Suki was completely adorable. I spent nearly 12 very happy years with her. She was unique in many ways and was one of a kind, very affectionate and friendly and she always made me laugh. She slept on my pillow every night and I'd often snuggle in to her tummy while I slept. Now every morning and evening, I can't bear being in bed without her on my pillow. Every room reminds me of her, her little places she liked to sleep, her cat bowls etc. The house is full of memories. She is everywhere but nowhere... 

I can't stop crying and don't know what to do with myself. I have never felt grief like this before and can't see it ever getting easier. It was an absolute pleasure to be Mummy to Suki for nearly 12 years. She will be missed immensely by Luna, me and my husband. She has left a huge gap in our home and the place is so much quieter without her. She will always leave her gorgeous paw prints on our hearts. 

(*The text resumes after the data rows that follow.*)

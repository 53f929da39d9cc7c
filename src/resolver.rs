use std::collections::HashMap;

use tracing::{debug, error, warn};

use crate::config::RoleConfig;
use crate::domain::{ResolutionError, Role};
use crate::table::Table;

/// Column lookup built once per table. Names, `name` labels and display
/// names share one map; the lowest column index wins on duplicates.
#[derive(Debug, Clone, Default)]
pub struct FieldIndex {
    by_name: HashMap<String, usize>,
    first_non_time: Option<usize>,
    first_time: Option<usize>,
}

impl FieldIndex {
    pub fn build(table: &Table) -> Self {
        let mut index = FieldIndex::default();
        for (idx, column) in table.columns.iter().enumerate() {
            index.by_name.entry(column.name.clone()).or_insert(idx);
            if let Some(label) = column.labels.get("name") {
                index.by_name.entry(label.clone()).or_insert(idx);
            }
            index
                .by_name
                .entry(column.display_name().to_string())
                .or_insert(idx);
            if column.is_time() {
                index.first_time.get_or_insert(idx);
            } else {
                index.first_non_time.get_or_insert(idx);
            }
        }
        index
    }

    pub fn lookup(&self, name: &str) -> Option<usize> {
        self.by_name.get(name).copied()
    }

    pub fn first_non_time(&self) -> Option<usize> {
        self.first_non_time
    }

    pub fn first_time(&self) -> Option<usize> {
        self.first_time
    }
}

#[derive(Debug, Clone, PartialEq, Eq)]
pub enum ResolutionOutcome {
    Resolved(usize),
    Disabled,
    Failed(ResolutionError),
}

impl ResolutionOutcome {
    pub fn index(&self) -> Option<usize> {
        match self {
            ResolutionOutcome::Resolved(idx) => Some(*idx),
            _ => None,
        }
    }
}

/// One way of finding a column for a role.
#[derive(Debug, Clone, PartialEq, Eq)]
enum Strategy {
    Named(String),
    FirstNonTime,
    FirstTime,
    SameAs(usize),
    Disable,
}

impl Strategy {
    fn apply(&self, role: Role, index: &FieldIndex) -> ResolutionOutcome {
        let found = match self {
            Strategy::Named(name) => index.lookup(name).ok_or_else(|| {
                ResolutionError::FieldNotFound {
                    role,
                    name: name.clone(),
                }
            }),
            Strategy::FirstNonTime => index
                .first_non_time()
                .ok_or(ResolutionError::MissingDefaultField),
            Strategy::FirstTime => index.first_time().ok_or(ResolutionError::FieldNotFound {
                role,
                name: String::new(),
            }),
            Strategy::SameAs(idx) => Ok(*idx),
            Strategy::Disable => return ResolutionOutcome::Disabled,
        };
        match found {
            Ok(idx) => ResolutionOutcome::Resolved(idx),
            Err(e) => ResolutionOutcome::Failed(e),
        }
    }
}

/// Ordered strategies for a role. `fallback` is the icon column for roles
/// that only need some value.
fn strategies(role: Role, reference: Option<&str>, fallback: Option<usize>) -> Vec<Strategy> {
    let Some(reference) = reference else {
        return vec![Strategy::Disable];
    };
    let named = (!reference.is_empty()).then(|| Strategy::Named(reference.to_string()));

    match role {
        Role::Icon => vec![named.unwrap_or(Strategy::FirstNonTime)],
        Role::TooltipTime => vec![named.unwrap_or(Strategy::FirstTime)],
        Role::Alt | Role::TooltipText => match (named, fallback) {
            (Some(n), _) => vec![n],
            (None, Some(idx)) => vec![Strategy::SameAs(idx)],
            (None, None) => vec![Strategy::FirstNonTime],
        },
        Role::OverlayBinding | Role::UnderlineBinding | Role::Link => match named {
            Some(n) => vec![n, Strategy::Disable],
            None => vec![Strategy::Disable],
        },
    }
}

fn run(role: Role, chain: &[Strategy], index: &FieldIndex) -> ResolutionOutcome {
    let mut last_failure = None;
    for strategy in chain {
        match strategy.apply(role, index) {
            ResolutionOutcome::Failed(e) => {
                if !role.is_required() {
                    warn!(role = %role, reason = %e, "optional field not found, feature disabled");
                }
                last_failure = Some(e);
            }
            outcome => return outcome,
        }
    }
    match last_failure {
        Some(e) => ResolutionOutcome::Failed(e),
        None => ResolutionOutcome::Disabled,
    }
}

/// Role to column mapping for one render pass.
#[derive(Debug, Clone, PartialEq, Eq)]
pub struct ResolvedRoles {
    pub icon: usize,
    pub alt: usize,
    pub tooltip_text: Option<usize>,
    pub tooltip_time: Option<usize>,
    pub overlay_binding: Option<usize>,
    pub underline_binding: Option<usize>,
    pub link: Option<usize>,
}

impl ResolvedRoles {
    pub fn get(&self, role: Role) -> Option<usize> {
        match role {
            Role::Icon => Some(self.icon),
            Role::Alt => Some(self.alt),
            Role::TooltipText => self.tooltip_text,
            Role::TooltipTime => self.tooltip_time,
            Role::OverlayBinding => self.overlay_binding,
            Role::UnderlineBinding => self.underline_binding,
            Role::Link => self.link,
        }
    }

    pub fn outcome(&self, role: Role) -> ResolutionOutcome {
        match self.get(role) {
            Some(idx) => ResolutionOutcome::Resolved(idx),
            None => ResolutionOutcome::Disabled,
        }
    }
}

pub fn resolve(table: &Table, roles: &RoleConfig) -> Result<ResolvedRoles, ResolutionError> {
    let index = FieldIndex::build(table);

    let required = |role: Role, reference: Option<&str>, fallback: Option<usize>| {
        match run(role, &strategies(role, reference, fallback), &index) {
            ResolutionOutcome::Resolved(idx) => Ok(Some(idx)),
            ResolutionOutcome::Disabled => Ok(None),
            ResolutionOutcome::Failed(e) => {
                error!(role = %role, reason = %e, reference = reference.unwrap_or(""), "can't resolve field");
                Err(e)
            }
        }
    };
    let optional = |role: Role, reference: Option<&str>| {
        run(role, &strategies(role, reference, None), &index).index()
    };

    let icon = required(Role::Icon, Some(roles.icon.as_str()), None)?
        .ok_or(ResolutionError::MissingDefaultField)?;
    let alt = required(Role::Alt, Some(roles.alt.as_str()), Some(icon))?.unwrap_or(icon);
    let tooltip_text = required(Role::TooltipText, roles.tooltip_text.as_deref(), Some(icon))?;
    let tooltip_time = required(Role::TooltipTime, roles.tooltip_time.as_deref(), None)?;

    let resolved = ResolvedRoles {
        icon,
        alt,
        tooltip_text,
        tooltip_time,
        overlay_binding: optional(Role::OverlayBinding, roles.overlay_binding.as_deref()),
        underline_binding: optional(Role::UnderlineBinding, roles.underline_binding.as_deref()),
        link: optional(Role::Link, roles.link.as_deref()),
    };
    for role in Role::ALL {
        if let Some(idx) = resolved.get(role) {
            debug!(role = %role, column = %table.columns[idx].name, "resolved field");
        }
    }
    Ok(resolved)
}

Its so good to find people who understand what I am going through on this forum. Any advice on how to cope with his immense pain would be very much appreciated, as well as advice on how to look after my poor Luna who has just had a major operation and has lot her best pal. 

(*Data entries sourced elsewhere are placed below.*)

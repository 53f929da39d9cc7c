use std::time::{Duration, Instant};

use arboard::Clipboard;
use tracing::{debug, trace};

use dynimg::domain::{HELP_TEXT, Message};
use dynimg::render::{Layout, Panel, Placeholder};

#[derive(Debug, PartialEq)]
pub enum Status {
    READY,
    QUITTING,
}

#[derive(Debug, Clone, Copy, PartialEq)]
enum Modus {
    TABLE,
    POPUP,
}

struct Slideshow {
    duration: Duration,
    infinite: bool,
    last_switch: Instant,
}

/// Everything the ui needs for one frame.
pub struct UIData {
    pub title: String,
    pub header: Vec<&'static str>,
    pub rows: Vec<Vec<String>>,
    pub selected_row: usize,
    pub placeholder: Option<Placeholder>,
    pub show_popup: bool,
    pub popup_message: String,
    pub status_message: String,
}

pub struct Model {
    pub status: Status,
    modus: Modus,
    name: String,
    panel: Result<Panel, Placeholder>,
    curser_row: usize,
    slideshow: Option<Slideshow>,
    clipboard: Option<Clipboard>,
    page_size: usize,
    popup_message: String,
    status_message: String,
}

impl Model {
    pub fn init(name: impl Into<String>, panel: Result<Panel, Placeholder>) -> Self {
        let slideshow = match &panel {
            Ok(Panel {
                layout: Layout::Slideshow(s),
                ..
            }) => Some(Slideshow {
                duration: Duration::from_millis(s.duration),
                infinite: s.infinite,
                last_switch: Instant::now(),
            }),
            _ => None,
        };
        let status_message = match &panel {
            Ok(p) => format!("{} images, {}", p.images.len(), Self::layout_label(&p.layout)),
            Err(p) => p.message.clone(),
        };
        Model {
            status: Status::READY,
            modus: Modus::TABLE,
            name: name.into(),
            panel,
            curser_row: 0,
            slideshow,
            clipboard: None,
            page_size: 10,
            popup_message: String::new(),
            status_message,
        }
    }

    fn layout_label(layout: &Layout) -> String {
        match layout {
            Layout::Single => "single fill".to_string(),
            Layout::Grid { width, height } => format!("grid {width}x{height}px"),
            Layout::Slideshow(s) => format!("slideshow every {}ms", s.duration),
        }
    }

    fn image_count(&self) -> usize {
        self.panel.as_ref().map_or(0, |p| p.images.len())
    }

    pub fn selected(&self) -> usize {
        self.curser_row
    }

    pub fn get_uidata(&self) -> UIData {
        let (rows, placeholder) = match &self.panel {
            Ok(panel) => (
                panel
                    .images
                    .iter()
                    .map(|d| {
                        vec![
                            d.icon_url.clone(),
                            d.alt.clone(),
                            d.tooltip.clone(),
                            d.overlay_color.clone().unwrap_or_default(),
                            d.underline_text.clone().unwrap_or_default(),
                            d.link_url.clone().unwrap_or_default(),
                        ]
                    })
                    .collect(),
                None,
            ),
            Err(p) => (Vec::new(), Some(p.clone())),
        };
        UIData {
            title: format!(" {} ", self.name),
            header: vec!["url", "alt", "tooltip", "overlay", "underline", "link"],
            rows,
            selected_row: self.curser_row,
            placeholder,
            show_popup: self.modus == Modus::POPUP,
            popup_message: self.popup_message.clone(),
            status_message: self.status_message.clone(),
        }
    }

    pub fn update(&mut self, message: Option<Message>) {
        let Some(msg) = message else {
            return;
        };
        match self.modus {
            Modus::TABLE => match msg {
                Message::Quit => self.quit(),
                Message::MoveDown => self.move_selection_down(1),
                Message::MoveUp => self.move_selection_up(1),
                Message::MovePageDown => self.move_selection_down(self.page_size),
                Message::MovePageUp => self.move_selection_up(self.page_size),
                Message::MoveBeginning => self.select(0),
                Message::MoveEnd => self.select(self.image_count().saturating_sub(1)),
                Message::CopyUrl => self.copy_selected(false),
                Message::CopyLink => self.copy_selected(true),
                Message::Help => self.show_help(),
                Message::Tick => self.advance_slideshow(),
                Message::Resize(_, height) => self.resize(height),
                Message::Exit => {}
            },
            Modus::POPUP => match msg {
                Message::Quit => self.quit(),
                Message::Exit => self.exit(),
                Message::Resize(_, height) => self.resize(height),
                _ => (),
            },
        }
    }

    pub fn quit(&mut self) {
        self.status = Status::QUITTING;
    }

    fn exit(&mut self) {
        if self.modus == Modus::POPUP {
            trace!("Close popup ...");
            self.modus = Modus::TABLE;
        }
    }

    fn show_help(&mut self) {
        self.popup_message = HELP_TEXT.to_string();
        self.modus = Modus::POPUP;
    }

    fn resize(&mut self, height: usize) {
        self.page_size = height.saturating_sub(4).max(1);
        trace!("UI was resized, page size {}", self.page_size);
    }

    fn select(&mut self, row: usize) {
        if let Some(slideshow) = self.slideshow.as_mut() {
            slideshow.last_switch = Instant::now();
        }
        self.curser_row = row.min(self.image_count().saturating_sub(1));
    }

    fn move_selection_up(&mut self, size: usize) {
        self.select(self.curser_row.saturating_sub(size));
    }

    fn move_selection_down(&mut self, size: usize) {
        self.select(self.curser_row + size);
    }

    fn advance_slideshow(&mut self) {
        let count = self.image_count();
        let Some(slideshow) = self.slideshow.as_mut() else {
            return;
        };
        if count == 0 || slideshow.last_switch.elapsed() < slideshow.duration {
            return;
        }
        slideshow.last_switch = Instant::now();
        if self.curser_row + 1 < count {
            self.curser_row += 1;
        } else if slideshow.infinite {
            self.curser_row = 0;
        }
        debug!("Slideshow at image {}", self.curser_row);
    }

    fn copy_selected(&mut self, link: bool) {
        let Ok(panel) = &self.panel else {
            return;
        };
        let Some(image) = panel.images.get(self.curser_row) else {
            return;
        };
        let text = if link {
            match &image.link_url {
                Some(url) => url.clone(),
                None => {
                    self.status_message = "No link for this image".to_string();
                    return;
                }
            }
        } else {
            image.icon_url.clone()
        };
        trace!("Copy: {}", text);

        if self.clipboard.is_none() {
            match Clipboard::new() {
                Ok(c) => self.clipboard = Some(c),
                Err(e) => {
                    self.status_message = format!("Clipboard unavailable: {e}");
                    return;
                }
            }
        }
        if let Some(clipboard) = self.clipboard.as_mut() {
            self.status_message = match clipboard.set_text(text) {
                Ok(_) => "Copied to clipboard".to_string(),
                Err(e) => format!("Error copying to clipboard: {e}"),
            };
        }
    }
}

#[cfg(test)]
mod tests {
    use super::*;
    use dynimg::config::SlideshowOptions;
    use dynimg::domain::RenderError;
    use dynimg::projector::ImageDescriptor;
    use dynimg::render::Features;

    fn panel(images: usize, layout: Layout) -> Panel {
        Panel {
            layout,
            features: Features {
                tooltip: false,
                overlay: None,
                underline_text_size: None,
                link_new_tab: None,
            },
            images: (0..images)
                .map(|i| ImageDescriptor {
                    icon_url: format!("/{i}.png"),
                    alt: i.to_string(),
                    tooltip: String::new(),
                    overlay_color: None,
                    underline_text: None,
                    underline_color: None,
                    link_url: None,
                })
                .collect(),
        }
    }

    fn grid() -> Layout {
        Layout::Grid {
            width: 75,
            height: 75,
        }
    }

    #[test]
    fn selection_stays_in_bounds() {
        let mut model = Model::init("t", Ok(panel(3, grid())));
        model.update(Some(Message::MoveUp));
        assert_eq!(model.selected(), 0);
        model.update(Some(Message::MovePageDown));
        assert_eq!(model.selected(), 2);
        model.update(Some(Message::MoveBeginning));
        assert_eq!(model.selected(), 0);
        model.update(Some(Message::MoveEnd));
        assert_eq!(model.selected(), 2);
    }

    #[test]
    fn placeholder_is_shown_for_errors() {
        let err = RenderError::MultipleSeries(2);
        let model = Model::init("t", Err(Placeholder::from(&err)));
        let data = model.get_uidata();
        assert!(data.rows.is_empty());
        assert_eq!(data.placeholder.unwrap().message, err.placeholder());
    }

    #[test]
    fn help_popup_and_exit() {
        let mut model = Model::init("t", Ok(panel(2, grid())));
        model.update(Some(Message::Help));
        assert!(model.get_uidata().show_popup);
        model.update(Some(Message::MoveDown));
        assert_eq!(model.selected(), 0);
        model.update(Some(Message::Exit));
        assert!(!model.get_uidata().show_popup);
        model.update(Some(Message::Quit));
        assert_eq!(model.status, Status::QUITTING);
    }

    #[test]
    fn slideshow_rotates_and_wraps() {
        let options = SlideshowOptions {
            enable: true,
            duration: 0,
            ..Default::default()
        };
        let mut model = Model::init("t", Ok(panel(2, Layout::Slideshow(options))));
        model.update(Some(Message::Tick));
        assert_eq!(model.selected(), 1);
        model.update(Some(Message::Tick));
        assert_eq!(model.selected(), 0);
    }

    #[test]
    fn grid_ignores_ticks() {
        let mut model = Model::init("t", Ok(panel(2, grid())));
        model.update(Some(Message::Tick));
        assert_eq!(model.selected(), 0);
    }

    #[test]
    fn copy_link_without_link_reports() {
        let mut model = Model::init("t", Ok(panel(1, Layout::Single)));
        model.update(Some(Message::CopyLink));
        assert_eq!(model.get_uidata().status_message, "No link for this image");
    }
}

From heartbroken Suki's Mummy xx


----------



## lostbear (May 29, 2013)

Oh my dear, this is so sad.

You must both be devastated, as will Luna, losing her sister of 12 years - how dreadful for you.

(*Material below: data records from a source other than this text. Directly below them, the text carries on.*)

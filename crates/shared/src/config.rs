//! Application configuration management.

use rust_decimal::Decimal;
use serde::Deserialize;

use crate::types::Currency;

/// Application configuration.
#[derive(Debug, Clone, Default, Deserialize)]
pub struct AppConfig {
    /// Report layout and output configuration.
    #[serde(default)]
    pub report: ReportConfig,
    /// Variance classification configuration.
    #[serde(default)]
    pub variance: VarianceConfig,
}

/// How the report binary emits its results.
#[derive(Debug, Clone, Copy, Default, PartialEq, Eq, Deserialize)]
#[serde(rename_all = "lowercase")]
pub enum OutputFormat {
    /// Aligned text lines for a console.
    #[default]
    Text,
    /// The report value objects as JSON.
    Json,
}

/// Report layout configuration.
#[derive(Debug, Clone, Deserialize)]
pub struct ReportConfig {
    /// Width of the statement label column.
    #[serde(default = "default_label_width")]
    pub label_width: usize,
    /// Width of the statement amount column.
    #[serde(default = "default_amount_width")]
    pub amount_width: usize,
    /// Currency used for every rendered amount.
    #[serde(default)]
    pub currency: Currency,
    /// Output format.
    #[serde(default)]
    pub output: OutputFormat,
    /// Restrict the income statement to a single period (e.g. "2023-Q1").
    #[serde(default)]
    pub period: Option<String>,
}

fn default_label_width() -> usize {
    25
}

fn default_amount_width() -> usize {
    15
}

impl Default for ReportConfig {
    fn default() -> Self {
        Self {
            label_width: default_label_width(),
            amount_width: default_amount_width(),
            currency: Currency::default(),
            output: OutputFormat::default(),
            period: None,
        }
    }
}

/// Variance classification configuration.
#[derive(Debug, Clone, Deserialize)]
pub struct VarianceConfig {
    /// Percent beyond which a variance leaves the Yellow band, in either direction.
    #[serde(default = "default_threshold_percent")]
    pub threshold_percent: Decimal,
}

fn default_threshold_percent() -> Decimal {
    Decimal::TEN
}

impl Default for VarianceConfig {
    fn default() -> Self {
        Self {
            threshold_percent: default_threshold_percent(),
        }
    }
}

impl AppConfig {
    /// Loads configuration from environment and config files.
    ///
    /// # Errors
    ///
    /// Returns an error if configuration cannot be loaded.
    pub fn load() -> Result<Self, config::ConfigError> {
        let run_mode = std::env::var("RUN_MODE").unwrap_or_else(|_| "development".to_string());

        let builder = config::Config::builder()
            .add_source(config::File::with_name("config/default").required(false))
            .add_source(config::File::with_name(&format!("config/{run_mode}")).required(false))
            .add_source(
                config::Environment::with_prefix("TALLY")
                    .separator("__")
                    .try_parsing(true),
            );

        Self::from_builder(builder)
    }

    /// Builds configuration from an already assembled set of sources.
    ///
    /// # Errors
    ///
    /// Returns an error if a source fails to load or a value has the wrong shape.
    pub fn from_builder(
        builder: config::ConfigBuilder<config::builder::DefaultState>,
    ) -> Result<Self, config::ConfigError> {
        builder.build()?.try_deserialize()
    }
}

#[cfg(test)]
mod tests {
    use super::*;
    use rust_decimal_macros::dec;

    fn from_toml(toml: &str) -> Result<AppConfig, config::ConfigError> {
        AppConfig::from_builder(
            config::Config::builder()
                .add_source(config::File::from_str(toml, config::FileFormat::Toml)),
        )
    }

    #[test]
    fn test_defaults() {
        let config = AppConfig::default();
        assert_eq!(config.report.label_width, 25);
        assert_eq!(config.report.amount_width, 15);
        assert_eq!(config.report.currency, Currency::Usd);
        assert_eq!(config.report.output, OutputFormat::Text);
        assert!(config.report.period.is_none());
        assert_eq!(config.variance.threshold_percent, dec!(10));
    }

    #[test]
    fn test_empty_sources_use_defaults() {
        let config = from_toml("").unwrap();
        assert_eq!(config.report.label_width, 25);
        assert_eq!(config.variance.threshold_percent, dec!(10));
    }

    #[test]
    fn test_file_overrides() {
        let config = from_toml(
            r#"
            [report]
            label_width = 30
            currency = "EUR"
            output = "json"
            period = "2023-Q1"

            [variance]
            threshold_percent = 5
            "#,
        )
        .unwrap();

        assert_eq!(config.report.label_width, 30);
        assert_eq!(config.report.amount_width, 15);
        assert_eq!(config.report.currency, Currency::Eur);
        assert_eq!(config.report.output, OutputFormat::Json);
        assert_eq!(config.report.period.as_deref(), Some("2023-Q1"));
        assert_eq!(config.variance.threshold_percent, dec!(5));
    }

    #[test]
    fn test_unknown_output_format_is_rejected() {
        assert!(from_toml("[report]\noutput = \"pdf\"").is_err());
    }
}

All I can say is - you did what was right for her, and not best for yourselves, and that was the most any of us can do for our darling animals. Your home and your lives will feel empty for a long time, and I will be honest - even if you got another fifty cats, you could never replace her and nor would you want to. She was unique and you loved her for that individuality.

I believe that animals go straight to heaven; they are pure in soul. Please don't blame yourself - all those "woulda/coulda/shoulda's" will just destroy you. Hindsight is always 20/20 - but all of us do the best we can at the time, and so did you. Maybe if you had done something different, there would have been a different outcome - but maybe not. It is one of those things you will never know.

What you DO know is that you did your best, what you thought was right - and that you had another sick cat to worry about too, and for whom you were also trying to do your best.

Suki will not blame you - she loves you still and will always live on in your hearts.

My prayers are with you at this very painful time.


----------



## LunaandSuki (Jul 8, 2015)

Thank you so much for your kind words, which are very comforting. I'm reading this with tears streaming as I miss her so much.

It's really comforting to think that my baby and her special soul has gone straight to heaven. I like to think she knows how much I love her and I hope she's happy playing with other little cat angels.

Thanks too for your prayers- it means a lot.


----------



## Ceiling Kitty (Mar 7, 2010)

I'm so sorry for your loss. 

These things can come on suddenly in cats, so please don't beat yourself up. I lost my 15-year-old ginger boy last year; like Suki, he'd had some health problems (IBD, CKD etc), but he was doing pretty good. He went to bed with us as normal one night and by 3am he was fitting. It came out of nowhere. It didn't stop. By 10am I put him to sleep.

Look after yourself and Luna xxx


----------



## LunaandSuki (Jul 8, 2015)

Thank you so much. I'm so sorry to hear about your ginger boy, which also sounds like a very sad experience. It was so upsetting to watch her fit, and so suddenly, and I'm sure you found this too.... 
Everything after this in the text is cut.